# Any thoughts on a BIV not BOV



## 41south (Dec 4, 2010)

I am not planning on going anywhere, but I do have what I think are the ultimate BIVs, older Isuzu diesel pickups, one is two wheel drive, the other is 4x4. They are fuel sippers, and with some mods to the fuel filtration systems they are cheap to maintain. The mod is simple, throw the high dollar filter base away and put a salvage base on from a truck that uses the Wix 33107 spin on filter, Zuzu filters are $52 Wix 33107 are under $10. 

One of mine ran 544,000 before I pulled the engine and trans out and built them and placed in another body, but oil changes and clean air filters are a MUST. Only bad point of the Zuzu is, the pumps don't handle bio fuels well, without replacing the seaks with the newer seals designed for bio fuels.

Also, no diesel with a belt drive injection pump deal well with straight homemade vegetable oil fuels, it's too thick for them, this is a common design for small Zuzu, VW, Toyota, Nissan/Datsun and Mitsubishi engines. 

Even staying in place we would need some transportation, back and forth to the mountain for coal, to the big spring in Summer when the close one is dry, and bringing in wood or other items. 

And I can't forget about the original four foot drive unit the Mule. I don't have a Mule right now, but Mules are sure footed they can see all four feet at once, and if he wants to kick you, you are kicked. I do have a five horses and for short trips, horses and mules are great, I have one that is big enough to plow with and that is a plus. 

None of my animals have ever seen a whip nor were they broke the old fashioned ways. When you learn to gain a horses trust and understanding, they will do what you ask within reason. The trick is learning how to communicate with them, in language they understand instead of harsh, mean and idiotic reactions, like whipping them to make them do what you want.


----------



## Jason (Jul 25, 2009)

I've never seen those trucks. Can you post pics, including the engine? Sounds really cool.


----------



## Calebra (Nov 8, 2010)

Love diesels. Was thinking about either isuzu or a toyota one as a throw around vehicle.Problem is repairing it--since they are so rare it's hard to find parts.Working on fixnig up a 1st gen cummns--love that truck.


----------



## GatorDude (Apr 23, 2009)

If you are bugging in, I'd consider an electric vehicle and some kind of solar chargers. That would give you a high degree of self-sufficiency. Plus, electric vehicles are quiet in comparison to motor vehicles and motor cycles.


----------



## 41south (Dec 4, 2010)

I can travel by horseback or wagon if it was that bad, I don't think we will see a complete collapse and things not come back. We have too many resourceful folks. We can make our own fuel, enough to provide for emergency trips anyway. My zuzus travel 400 miles on a tank full, so it doesn't take a lot of stored fuel for them. That is the good part of them.

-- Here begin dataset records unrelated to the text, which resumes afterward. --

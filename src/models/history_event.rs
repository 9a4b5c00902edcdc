//! History Event model
//!
//! Immutable record of food being used or wasted. Item name and category are
//! copied at event time so later edits or deletion of the item leave history intact.

use chrono::NaiveDateTime;
use rusqlite::{params, Connection, Row};
use serde::{Deserialize, Serialize};

use crate::db::DbResult;
use super::{parse_text_column, Category};

/// What happened to the food
#[derive(Debug, Clone, Copy, PartialEq, Eq, Hash, Serialize, Deserialize)]
#[serde(rename_all = "lowercase")]
pub enum EventKind {
    Used,
    Wasted,
}

impl EventKind {
    pub fn as_str(&self) -> &'static str {
        match self {
            EventKind::Used => "used",
            EventKind::Wasted => "wasted",
        }
    }

    pub fn from_str(s: &str) -> Option<Self> {
        match s.trim().to_lowercase().as_str() {
            "used" | "consumed" => Some(EventKind::Used),
            "wasted" | "expired" => Some(EventKind::Wasted),
            _ => None,
        }
    }
}

/// A single used/wasted occurrence
#[derive(Debug, Clone, PartialEq, Serialize, Deserialize)]
pub struct HistoryEvent {
    /// Ledger sequence number; insertion order
    pub id: i64,
    pub kind: EventKind,
    pub item_id: i64,
    pub item_name: String,
    pub category: Category,
    pub quantity: f64,
    pub unit: String,
    /// Monetary value attributed to this event
    pub value: f64,
    pub date: NaiveDateTime,
}

impl HistoryEvent {
    fn from_row(row: &Row) -> rusqlite::Result<Self> {
        Ok(Self {
            id: row.get("id")?,
            kind: parse_text_column(row, "kind", EventKind::from_str)?,
            item_id: row.get("item_id")?,
            item_name: row.get("item_name")?,
            category: parse_text_column(row, "category", Category::from_str)?,
            quantity: row.get("quantity")?,
            unit: row.get("unit")?,
            value: row.get("value")?,
            date: row.get("date")?,
        })
    }

    /// Append to the history table; rows are never updated afterwards
    pub fn insert(conn: &Connection, event: &HistoryEvent) -> DbResult<()> {
        conn.execute(
            r#"
            INSERT INTO history_events (
                id, kind, item_id, item_name, category, quantity, unit, value, date
            ) VALUES (?1, ?2, ?3, ?4, ?5, ?6, ?7, ?8, ?9)
            "#,
            params![
                event.id,
                event.kind.as_str(),
                event.item_id,
                event.item_name,
                event.category.as_str(),
                event.quantity,
                event.unit,
                event.value,
                event.date,
            ],
        )?;
        Ok(())
    }

    /// Load the full history in insertion order
    pub fn list_all(conn: &Connection) -> DbResult<Vec<Self>> {
        let mut stmt = conn.prepare("SELECT * FROM history_events ORDER BY id ASC")?;
        let events = stmt
            .query_map([], Self::from_row)?
            .collect::<Result<Vec<_>, _>>()?;
        Ok(events)
    }
}

#[cfg(test)]
mod tests {
    use super::*;
    use crate::db::migrations::run_migrations;
    use chrono::NaiveDate;

    fn conn() -> Connection {
        let conn = Connection::open_in_memory().unwrap();
        run_migrations(&conn).unwrap();
        conn
    }

    fn insert_raw(conn: &Connection, kind: &str, category: &str) {
        conn.execute(
            "INSERT INTO history_events (kind, item_id, item_name, category, quantity, unit, value, date)
             VALUES (?1, 1, 'Milk', ?2, 1.0, 'liter', 2.49, '2026-06-01 08:00:00')",
            params![kind, category],
        )
        .unwrap();
    }

    #[test]
    fn test_insert_and_list() {
        let conn = conn();
        let event = HistoryEvent {
            id: 1,
            kind: EventKind::Wasted,
            item_id: 4,
            item_name: "Bread".to_string(),
            category: Category::Bakery,
            quantity: 1.0,
            unit: "loaf".to_string(),
            value: 3.99,
            date: NaiveDate::from_ymd_opt(2026, 6, 1)
                .unwrap()
                .and_hms_opt(8, 0, 0)
                .unwrap(),
        };
        HistoryEvent::insert(&conn, &event).unwrap();
        assert_eq!(HistoryEvent::list_all(&conn).unwrap(), vec![event]);
    }

    #[test]
    fn test_unknown_category_is_an_error() {
        let conn = conn();
        insert_raw(&conn, "wasted", "spaceships");
        let err = HistoryEvent::list_all(&conn).unwrap_err();
        assert!(err.to_string().contains("spaceships"), "{}", err);
    }
}
//! Level, streak and achievement derivation
//!
//! None of this is persisted. Everything is recomputed from the score
//! counters and the history ledger.

use std::collections::HashMap;

use chrono::{Duration, NaiveDate};
use serde::Serialize;

use super::analytics::AnalyticsScalars;
use crate::models::{EventKind, HistoryEvent, UserProgress};

pub const POINTS_PER_LEVEL: u64 = 1000;

pub fn level_for_score(score: u64) -> u64 {
    score / POINTS_PER_LEVEL + 1
}

pub fn next_level_score(score: u64) -> u64 {
    level_for_score(score) * POINTS_PER_LEVEL
}

/// Percent of the way through the current level, 0..100
pub fn progress_to_next_level(score: u64) -> f64 {
    (score % POINTS_PER_LEVEL) as f64 / 10.0
}

#[derive(Debug, Clone, Copy, Default)]
struct DayActivity {
    used: bool,
    wasted: bool,
}

/// Consecutive days, ending today (or yesterday if today is still empty),
/// on which food was used and nothing was wasted.
pub fn streak_days<'a, I>(events: I, today: NaiveDate) -> u32
where
    I: IntoIterator<Item = &'a HistoryEvent>,
{
    let mut days: HashMap<NaiveDate, DayActivity> = HashMap::new();
    for event in events {
        let day = days.entry(event.date.date()).or_default();
        match event.kind {
            EventKind::Used => day.used = true,
            EventKind::Wasted => day.wasted = true,
        }
    }

    let mut cursor = match days.get(&today) {
        Some(activity) if activity.wasted => return 0,
        Some(_) => today,
        None => today - Duration::days(1),
    };

    let mut streak = 0;
    while let Some(activity) = days.get(&cursor) {
        if !activity.used || activity.wasted {
            break;
        }
        streak += 1;
        cursor -= Duration::days(1);
    }
    streak
}

#[derive(Debug, Clone, PartialEq, Serialize)]
pub struct Achievement {
    pub name: &'static str,
    pub description: &'static str,
    pub points: u64,
    pub unlocked: bool,
}

/// Achievement list; reported only, never added to the score
pub fn achievements(
    progress: &UserProgress,
    streak_days: u32,
    scalars: &AnalyticsScalars,
) -> Vec<Achievement> {
    vec![
        Achievement {
            name: "First Steps",
            description: "Add your first item",
            points: 50,
            unlocked: progress.items_added >= 1,
        },
        Achievement {
            name: "Week Warrior",
            description: "Maintain a 7-day streak",
            points: 100,
            unlocked: streak_days >= 7,
        },
        Achievement {
            name: "Money Saver",
            description: "Save $100 worth of food",
            points: 150,
            unlocked: scalars.total_saved >= 100.0,
        },
        Achievement {
            name: "Eco Champion",
            description: "Reduce waste by 80%",
            points: 200,
            unlocked: scalars.waste_reduction_percentage() >= 80.0,
        },
    ]
}

/// Profile view of the pantry owner's progress
#[derive(Debug, Clone, PartialEq, Serialize)]
pub struct ProgressSummary {
    #[serde(flatten)]
    pub counters: UserProgress,
    pub level: u64,
    pub next_level_score: u64,
    pub progress_to_next_level: f64,
    pub streak_days: u32,
    pub achievements: Vec<Achievement>,
}

impl ProgressSummary {
    pub fn compute(progress: &UserProgress, events: &[HistoryEvent], today: NaiveDate) -> Self {
        let streak = streak_days(events, today);
        let scalars = super::analytics::scalars(events);
        Self {
            counters: progress.clone(),
            level: level_for_score(progress.score),
            next_level_score: next_level_score(progress.score),
            progress_to_next_level: progress_to_next_level(progress.score),
            streak_days: streak,
            achievements: achievements(progress, streak, &scalars),
        }
    }
}

#[cfg(test)]
mod tests {
    use super::*;
    use crate::models::Category;

    fn today() -> NaiveDate {
        NaiveDate::from_ymd_opt(2026, 7, 20).unwrap()
    }

    fn event(kind: EventKind, days_ago: i64, value: f64) -> HistoryEvent {
        HistoryEvent {
            id: 0,
            kind,
            item_id: 1,
            item_name: "Yogurt".to_string(),
            category: Category::DairyEggs,
            quantity: 1.0,
            unit: "cup".to_string(),
            value,
            date: (today() - Duration::days(days_ago)).and_hms_opt(10, 0, 0).unwrap(),
        }
    }

    #[test]
    fn test_levels() {
        assert_eq!(level_for_score(0), 1);
        assert_eq!(next_level_score(0), 1000);
        assert_eq!(level_for_score(999), 1);
        assert_eq!(level_for_score(1000), 2);
        assert_eq!(next_level_score(1250), 2000);
        assert!((progress_to_next_level(1250) - 25.0).abs() < 1e-9);
    }

    #[test]
    fn test_streak_counts_from_today() {
        let events = vec![
            event(EventKind::Used, 0, 1.0),
            event(EventKind::Used, 1, 1.0),
            event(EventKind::Used, 2, 1.0),
            event(EventKind::Used, 4, 1.0),
        ];
        assert_eq!(streak_days(&events, today()), 3);
    }

    #[test]
    fn test_streak_starts_yesterday_when_today_is_empty() {
        let events = vec![event(EventKind::Used, 1, 1.0), event(EventKind::Used, 2, 1.0)];
        assert_eq!(streak_days(&events, today()), 2);
    }

    #[test]
    fn test_streak_broken_by_waste() {
        let events = vec![event(EventKind::Used, 0, 1.0), event(EventKind::Wasted, 0, 1.0)];
        assert_eq!(streak_days(&events, today()), 0);

        let events = vec![
            event(EventKind::Used, 0, 1.0),
            event(EventKind::Used, 1, 1.0),
            event(EventKind::Wasted, 1, 1.0),
            event(EventKind::Used, 2, 1.0),
        ];
        assert_eq!(streak_days(&events, today()), 1);
    }

    #[test]
    fn test_streak_empty_history() {
        let events: Vec<HistoryEvent> = Vec::new();
        assert_eq!(streak_days(&events, today()), 0);
    }

    #[test]
    fn test_achievements_unlock() {
        let progress = UserProgress {
            score: 400,
            items_added: 3,
            items_used: 8,
            ..UserProgress::default()
        };
        let events: Vec<HistoryEvent> = (0..8).map(|d| event(EventKind::Used, d, 15.0)).collect();
        let summary = ProgressSummary::compute(&progress, &events, today());

        assert_eq!(summary.streak_days, 8);
        assert_eq!(summary.level, 1);
        assert!(summary.achievements.iter().all(|a| a.unlocked));
        // achievements never feed back into the score
        assert_eq!(summary.counters.score, 400);
    }

    #[test]
    fn test_achievements_locked_on_fresh_pantry() {
        let summary = ProgressSummary::compute(&UserProgress::default(), &[], today());
        assert!(summary.achievements.iter().all(|a| !a.unlocked));
        assert_eq!(summary.level, 1);
    }
}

For people that are into solar or batteries thats fine, but I worked underground with battery powered scoops and pulling tractors, I got my fill of battery trouble then.


----------



## mmszbi (Nov 14, 2009)

Our vehicles are such a personal thing, we all have our favorites for one reason or another.

The Isuzu's have one common trait, that if known about can save a whole lotta headaches and that is the poor metal quality of the lug studs. Working in a tire shop, it was not uncommon to have to replace at least 1 every time an Isuzu came in for tire work. They are simply too soft of metal. However, a supply can be laid in for future, and they are easy to change out. Always tighten by hand!
I have no plans to bug out, so my daily driver will end up as BIV. An 89 Ford
F350 crew cab, full size 4WD, with the 460. Yep, fuel is gonna be a challenge. But with 35's, can travel some tough terrain, good clearance, fit the whole family w/supplies and will tow and haul a bunch. Parts are readily available and I know where all the junk yards are. With that said, I am keeping my eye out for an early 70's chevy pickup.


----------



## tac803 (Nov 21, 2010)

My biv is gonna be my lawnmower. Sips gas, pulls a load and emp proof....what else do ya need?


----------